Mark Mazzoleni left Miami to coach Harvard after the 1998-99 season. The RedHawks turned to former Miami player Enrico Blasi, who was working as an assistant coach at Denver under former Miami coach George Gwozdecky. Blasi, at the time, became the youngest head coach in Division I college hockey at 27 years old.

Blasi established his program, calling it the Brotherhood, and brought the 23-14-4 (.610) 2003-04 RedHawks team to the 2004 NCAA Division I Men's Ice Hockey Tournament, losing 3–2 in the regional semi-final to eventual national champions Denver at the World Arena in Colorado Springs. The team was led by Derek Edwardson (2nd-Team All-American, 48 points) and Greg Hogeboom (42 points).

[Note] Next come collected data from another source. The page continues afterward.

//! Small dense linear algebra for symmetric positive-definite matrices
//!
//! Covariance matrices in this crate are at most a few dozen channels wide,
//! so a cyclic Jacobi sweep is accurate and fast enough.

use crate::error::{DecoderError, Result};
use ndarray::{Array1, Array2, ArrayView2};

const MAX_SWEEPS: usize = 100;

/// Eigenvalues below this are clamped before taking logs or roots.
pub const EIGEN_FLOOR: f64 = 1e-10;

/// Eigendecomposition of a symmetric matrix.
///
/// Returns `(eigenvalues, eigenvectors)` where column `i` of the second array
/// is the eigenvector of eigenvalue `i`. Eigenvalues are not sorted.
pub fn symmetric_eigen(a: &ArrayView2<f64>) -> Result<(Array1<f64>, Array2<f64>)> {
    let n = a.nrows();
    if a.ncols() != n {
        return Err(DecoderError::ShapeError {
            expected: format!("square matrix of size {}", n),
            actual: format!("{}x{}", n, a.ncols()),
        });
    }

    let mut m = a.to_owned();
    let mut v = Array2::<f64>::eye(n);
    let scale: f64 = m.iter().map(|x| x * x).sum::<f64>().max(f64::MIN_POSITIVE);

    for _sweep in 0..MAX_SWEEPS {
        let mut off = 0.0;
        for p in 0..n {
            for q in (p + 1)..n {
                off += m[[p, q]] * m[[p, q]];
            }
        }
        if off <= 1e-24 * scale {
            break;
        }

        for p in 0..n {
            for q in (p + 1)..n {
                let apq = m[[p, q]];
                if apq.abs() < f64::MIN_POSITIVE {
                    continue;
                }
                let theta = (m[[q, q]] - m[[p, p]]) / (2.0 * apq);
                let t = theta.signum() / (theta.abs() + (theta * theta + 1.0).sqrt());
                let c = 1.0 / (t * t + 1.0).sqrt();
                let s = t * c;

                for k in 0..n {
                    let mkp = m[[k, p]];
                    let mkq = m[[k, q]];
                    m[[k, p]] = c * mkp - s * mkq;
                    m[[k, q]] = s * mkp + c * mkq;
                }
                for k in 0..n {
                    let mpk = m[[p, k]];
                    let mqk = m[[q, k]];
                    m[[p, k]] = c * mpk - s * mqk;
                    m[[q, k]] = s * mpk + c * mqk;
                }
                for k in 0..n {
                    let vkp = v[[k, p]];
                    let vkq = v[[k, q]];
                    v[[k, p]] = c * vkp - s * vkq;
                    v[[k, q]] = s * vkp + c * vkq;
                }
            }
        }
    }

    let eigenvalues = Array1::from_iter((0..n).map(|i| m[[i, i]]));
    Ok((eigenvalues, v))
}

/// Rebuild `V diag(f(λ)) Vᵀ` from an eigendecomposition.
fn spectral_map<F>(a: &ArrayView2<f64>, f: F) -> Result<Array2<f64>>
where
    F: Fn(f64) -> f64,
{
    let (eigenvalues, vectors) = symmetric_eigen(a)?;
    let mapped = eigenvalues.mapv(|l| f(l.max(EIGEN_FLOOR)));
    let scaled = &vectors * &mapped.insert_axis(ndarray::Axis(0));
    Ok(scaled.dot(&vectors.t()))
}

/// Matrix logarithm of an SPD matrix.
pub fn logm(a: &ArrayView2<f64>) -> Result<Array2<f64>> {
    spectral_map(a, f64::ln)
}

/// Matrix exponential of a symmetric matrix.
pub fn expm(a: &ArrayView2<f64>) -> Result<Array2<f64>> {
    let (eigenvalues, vectors) = symmetric_eigen(a)?;
    let scaled = &vectors * &eigenvalues.mapv(f64::exp).insert_axis(ndarray::Axis(0));
    Ok(scaled.dot(&vectors.t()))
}

/// Inverse square root of an SPD matrix.
pub fn inv_sqrtm(a: &ArrayView2<f64>) -> Result<Array2<f64>> {
    spectral_map(a, |l| 1.0 / l.sqrt())
}

/// Upper triangle of a symmetric matrix as a vector, off-diagonal entries
/// weighted by `sqrt(2)` so the Euclidean norm matches the Frobenius norm.
pub fn upper_triangle(a: &ArrayView2<f64>) -> Array1<f64> {
    let n = a.nrows();
    let mut out = Vec::with_capacity(n * (n + 1) / 2);
    for i in 0..n {
        out.push(a[[i, i]]);
        for j in (i + 1)..n {
            out.push(std::f64::consts::SQRT_2 * a[[i, j]]);
        }
    }
    Array1::from_vec(out)
}

/// Frobenius distance between two matrices of equal shape.
pub fn frobenius_distance(a: &ArrayView2<f64>, b: &ArrayView2<f64>) -> f64 {
    a.iter()
        .zip(b.iter())
        .map(|(x, y)| (x - y) * (x - y))
        .sum::<f64>()
        .sqrt()
}

#[cfg(test)]
mod tests {
    use super::*;
    use ndarray::array;

    #[test]
    fn test_eigen_diagonal() {
        let a = array![[3.0, 0.0], [0.0, 1.0]];
        let (vals, _) = symmetric_eigen(&a.view()).unwrap();
        let mut vals = vals.to_vec();
        vals.sort_by(|a, b| a.partial_cmp(b).unwrap());
        assert!((vals[0] - 1.0).abs() < 1e-12);
        assert!((vals[1] - 3.0).abs() < 1e-12);
    }

    #[test]
    fn test_eigen_reconstruction() {
        let a = array![[4.0, 1.0, 0.5], [1.0, 3.0, 0.2], [0.5, 0.2, 2.0]];
        let (vals, vecs) = symmetric_eigen(&a.view()).unwrap();
        let rebuilt = (&vecs * &vals.insert_axis(ndarray::Axis(0))).dot(&vecs.t());
        for (x, y) in rebuilt.iter().zip(a.iter()) {
            assert!((x - y).abs() < 1e-9);
        }
    }

    #[test]
    fn test_logm_of_identity_is_zero() {
        let eye = Array2::<f64>::eye(4);
        let log = logm(&eye.view()).unwrap();
        assert!(log.iter().all(|v| v.abs() < 1e-12));
    }

    #[test]
    fn test_expm_inverts_logm() {
        let a = array![[2.0, 0.3], [0.3, 1.0]];
        let back = expm(&logm(&a.view()).unwrap().view()).unwrap();
        for (x, y) in back.iter().zip(a.iter()) {
            assert!((x - y).abs() < 1e-9);
        }
    }

    #[test]
    fn test_inv_sqrtm_whitens() {
        let a = array![[4.0, 1.0], [1.0, 2.0]];
        let w = inv_sqrtm(&a.view()).unwrap();
        let white = w.dot(&a).dot(&w);
        assert!((white[[0, 0]] - 1.0).abs() < 1e-9);
        assert!((white[[1, 1]] - 1.0).abs() < 1e-9);
        assert!(white[[0, 1]].abs() < 1e-9);
    }

    #[test]
    fn test_upper_triangle_norm() {
        let a = array![[1.0, 2.0], [2.0, 3.0]];
        let v = upper_triangle(&a.view());
        assert_eq!(v.len(), 3);
        let frob: f64 = a.iter().map(|x| x * x).sum();
        let vec_norm: f64 = v.iter().map(|x| x * x).sum();
        assert!((frob - vec_norm).abs() < 1e-12);
    }
}
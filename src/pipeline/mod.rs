//! Classification pipelines
//!
//! Every pipeline satisfies the [`Classifier`] capability: it is fitted on a
//! batch of epochs shaped `(epochs, channels, times)` with integer class
//! labels, and answers with one probability row per epoch. The catalog stores
//! pipelines as `Box<dyn Classifier>`, so user types can be registered next to
//! the tagged [`BuiltinPipeline`] variants.

pub mod builtin;
pub mod catalog;
pub mod features;
pub mod linear;
pub mod naive_bayes;
pub mod params;

pub use builtin::{BuiltinPipeline, BUILTIN_NAMES};
pub use catalog::{GridAxis, PipelineCatalog, PipelineEntry, TuningMode, TuningSpec};
pub use params::{ParamValue, Params};

use crate::error::{DecoderError, Result};
use ndarray::{Array1, Array2, Array3};
use std::fmt;

/// Fit/predict capability shared by every pipeline
pub trait Classifier: Send + Sync + fmt::Debug {
    /// Fit on `x` of shape `(epochs, channels, times)` and labels `y`.
    fn fit(&mut self, x: &Array3<f64>, y: &Array1<usize>) -> Result<()>;

    /// Per-class probabilities, one row per epoch. Column `k` is class `k`.
    fn predict_proba(&self, x: &Array3<f64>) -> Result<Array2<f64>>;

    /// Predicted labels (argmax of [`Classifier::predict_proba`])
    fn predict(&self, x: &Array3<f64>) -> Result<Array1<usize>> {
        let proba = self.predict_proba(x)?;
        Ok(argmax_rows(&proba))
    }

    /// Fraction of exactly matching predictions
    fn score(&self, x: &Array3<f64>, y: &Array1<usize>) -> Result<f64> {
        let predictions = self.predict(x)?;
        accuracy(&predictions, y)
    }

    /// Set one hyperparameter by name.
    fn set_param(&mut self, name: &str, value: &ParamValue) -> Result<()>;

    /// Current hyperparameters
    fn params(&self) -> Params;

    /// Unfitted copy carrying the same hyperparameters
    fn clone_box(&self) -> Box<dyn Classifier>;
}

impl Clone for Box<dyn Classifier> {
    fn clone(&self) -> Self {
        self.clone_box()
    }
}

/// Apply every entry of `params` to `estimator`.
pub fn set_params(estimator: &mut dyn Classifier, params: &Params) -> Result<()> {
    for (name, value) in params {
        estimator.set_param(name, value)?;
    }
    Ok(())
}

/// Number of classes implied by a label vector (at least two).
pub fn n_classes(y: &Array1<usize>) -> usize {
    y.iter().copied().max().map(|m| m + 1).unwrap_or(0).max(2)
}

/// Row-wise argmax, first maximum wins.
pub fn argmax_rows(proba: &Array2<f64>) -> Array1<usize> {
    proba
        .rows()
        .into_iter()
        .map(|row| {
            let mut best = 0;
            for (k, &p) in row.iter().enumerate() {
                if p > row[best] {
                    best = k;
                }
            }
            best
        })
        .collect()
}

/// Fraction of equal entries between two label vectors.
pub fn accuracy(predictions: &Array1<usize>, y: &Array1<usize>) -> Result<f64> {
    if predictions.len() != y.len() {
        return Err(DecoderError::ShapeError {
            expected: format!("{} predictions", y.len()),
            actual: format!("{} predictions", predictions.len()),
        });
    }
    if y.is_empty() {
        return Ok(0.0);
    }
    let correct = predictions.iter().zip(y.iter()).filter(|(p, t)| p == t).count();
    Ok(correct as f64 / y.len() as f64)
}

/// Check that `x` and `y` describe the same epochs.
pub(crate) fn check_fit_input(x: &Array3<f64>, y: &Array1<usize>) -> Result<()> {
    if x.shape()[0] != y.len() {
        return Err(DecoderError::ShapeError {
            expected: format!("{} labels", x.shape()[0]),
            actual: format!("{} labels", y.len()),
        });
    }
    if y.is_empty() {
        return Err(DecoderError::ValidationError(
            "cannot fit on zero epochs".to_string(),
        ));
    }
    Ok(())
}

pub(crate) fn int_param(name: &str, value: &ParamValue, min: i64) -> Result<usize> {
    match value.as_int() {
        Some(v) if v >= min => Ok(v as usize),
        _ => Err(DecoderError::InvalidParameter {
            name: name.to_string(),
            value: value.to_string(),
            reason: format!("expected an integer >= {}", min),
        }),
    }
}

pub(crate) fn float_param(name: &str, value: &ParamValue) -> Result<f64> {
    match value.as_float() {
        Some(v) if v.is_finite() && v > 0.0 => Ok(v),
        _ => Err(DecoderError::InvalidParameter {
            name: name.to_string(),
            value: value.to_string(),
            reason: "expected a positive number".to_string(),
        }),
    }
}

pub(crate) fn unknown_param(pipeline: &str, name: &str, value: &ParamValue) -> DecoderError {
    DecoderError::InvalidParameter {
        name: name.to_string(),
        value: value.to_string(),
        reason: format!("{} has no such parameter", pipeline),
    }
}

#[cfg(test)]
mod tests {
    use super::*;
    use ndarray::array;

    #[test]
    fn test_argmax_rows() {
        let proba = array![[0.2, 0.8], [0.5, 0.5], [0.9, 0.1]];
        assert_eq!(argmax_rows(&proba).to_vec(), vec![1, 0, 0]);
    }

    #[test]
    fn test_accuracy() {
        let p = array![0, 1, 1, 0];
        let y = array![0, 1, 0, 0];
        assert!((accuracy(&p, &y).unwrap() - 0.75).abs() < 1e-12);
        assert!(accuracy(&p, &array![0, 1]).is_err());
    }

    #[test]
    fn test_n_classes() {
        assert_eq!(n_classes(&array![0, 0, 0]), 2);
        assert_eq!(n_classes(&array![0, 2, 1]), 3);
    }
}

Miami began a streak of 8-straight NCAA tournament appearances when the 2005-06 team finished 26-9-4 (.718) behind first-team All-American Andy Greene and the stellar goaltending duo of Jeff Zatkoff (2.02 GAA) and Charlie Effinger (1.83 GAA). Miami lost to Boston College 5-0 in front of a partisan crowd in the regional semi-finals at the DCU Center in Worcester, Massachusetts, in the 2006 NCAA Tournament.

The RedHawks reached another level in 2006-07 with a 24-14-4 (.619) record, playing in the new Goggin Ice Center, advancing again to the 2007 NCAA Tournament, and winning their first NCAA tournament game, 2–1 over the top-seeded New Hampshire in the Verizon Wireless Arena in Manchester, New Hampshire. Miami then lost to Boston College 4-0 in the regional final. The 2006-07 team was led by 2nd-Team All-American Nathan Davis (21 goals, 50 points).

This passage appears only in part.